Restate the entries word for word, omitting nothing.

* Records shown
------------------------------------------------------------

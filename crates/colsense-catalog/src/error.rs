//! Error types for catalog operations.
//!
//! Every error is returned synchronously by the mutating call that caused
//! it. Classification never fails, because it only reads snapshots that
//! already passed validation.

use std::path::PathBuf;

use thiserror::Error;

/// Errors from loading, mutating or exporting a pattern catalog.
#[derive(Debug, Error)]
pub enum CatalogError {
    /// The rule-definition source failed schema validation.
    #[error("malformed pattern catalog {source_name}: {message}")]
    MalformedCatalog { source_name: String, message: String },

    /// `remove_pattern` on a type key the catalog does not hold.
    #[error("unknown field type: {type_key}")]
    UnknownType { type_key: String },

    /// Strict insert of a type key that already exists.
    #[error("field type already defined: {type_key}")]
    DuplicateKey { type_key: String },

    /// The export target could not be written.
    #[error("failed to export pattern catalog to {target}: {source}")]
    Serialization {
        target: String,
        #[source]
        source: std::io::Error,
    },

    /// The rule-definition source could not be read.
    #[error("failed to read pattern catalog {path}: {source}")]
    Io {
        path: PathBuf,
        #[source]
        source: std::io::Error,
    },
}

impl CatalogError {
    pub(crate) fn malformed(source_name: impl Into<String>, message: impl Into<String>) -> Self {
        Self::MalformedCatalog {
            source_name: source_name.into(),
            message: message.into(),
        }
    }

    pub(crate) fn serialization(target: impl Into<String>, source: std::io::Error) -> Self {
        Self::Serialization {
            target: target.into(),
            source,
        }
    }
}

pub type Result<T> = std::result::Result<T, CatalogError>;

------------------------------------------------------------

* Exercise output
filename crates/colsense-catalog/src/error.rs
//! Error types for catalog operations.
//!
//! Every error is returned synchronously by the mutating call that caused
//! it. Classification never fails, because it only reads snapshots that
//! already passed validation.

use std::path::PathBuf;

use thiserror::Error;

/// Errors from loading, mutating or exporting a pattern catalog.
#[derive(Debug, Error)]
pub enum CatalogError {
    /// The rule-definition source failed schema validation.
    #[error("malformed pattern catalog {source_name}: {message}")]
    MalformedCatalog { source_name: String, message: String },

    /// `remove_pattern` on a type key the catalog does not hold.
    #[error("unknown field type: {type_key}")]
    UnknownType { type_key: String },

    /// Strict insert of a type key that already exists.
    #[error("field type already defined: {type_key}")]
    DuplicateKey { type_key: String },

    /// The export target could not be written.
    #[error("failed to export pattern catalog to {target}: {source}")]
    Serialization {
        target: String,
        #[source]
        source: std::io::Error,
    },

    /// The rule-definition source could not be read.
    #[error("failed to read pattern catalog {path}: {source}")]
    Io {
        path: PathBuf,
        #[source]
        source: std::io::Error,
    },
}

impl CatalogError {
    pub(crate) fn malformed(source_name: impl Into<String>, message: impl Into<String>) -> Self {
        Self::MalformedCatalog {
            source_name: source_name.into(),
            message: message.into(),
        }
    }

    pub(crate) fn serialization(target: impl Into<String>, source: std::io::Error) -> Self {
        Self::Serialization {
            target: target.into(),
            source,
        }
    }
}

pub type Result<T> = std::result::Result<T, CatalogError>;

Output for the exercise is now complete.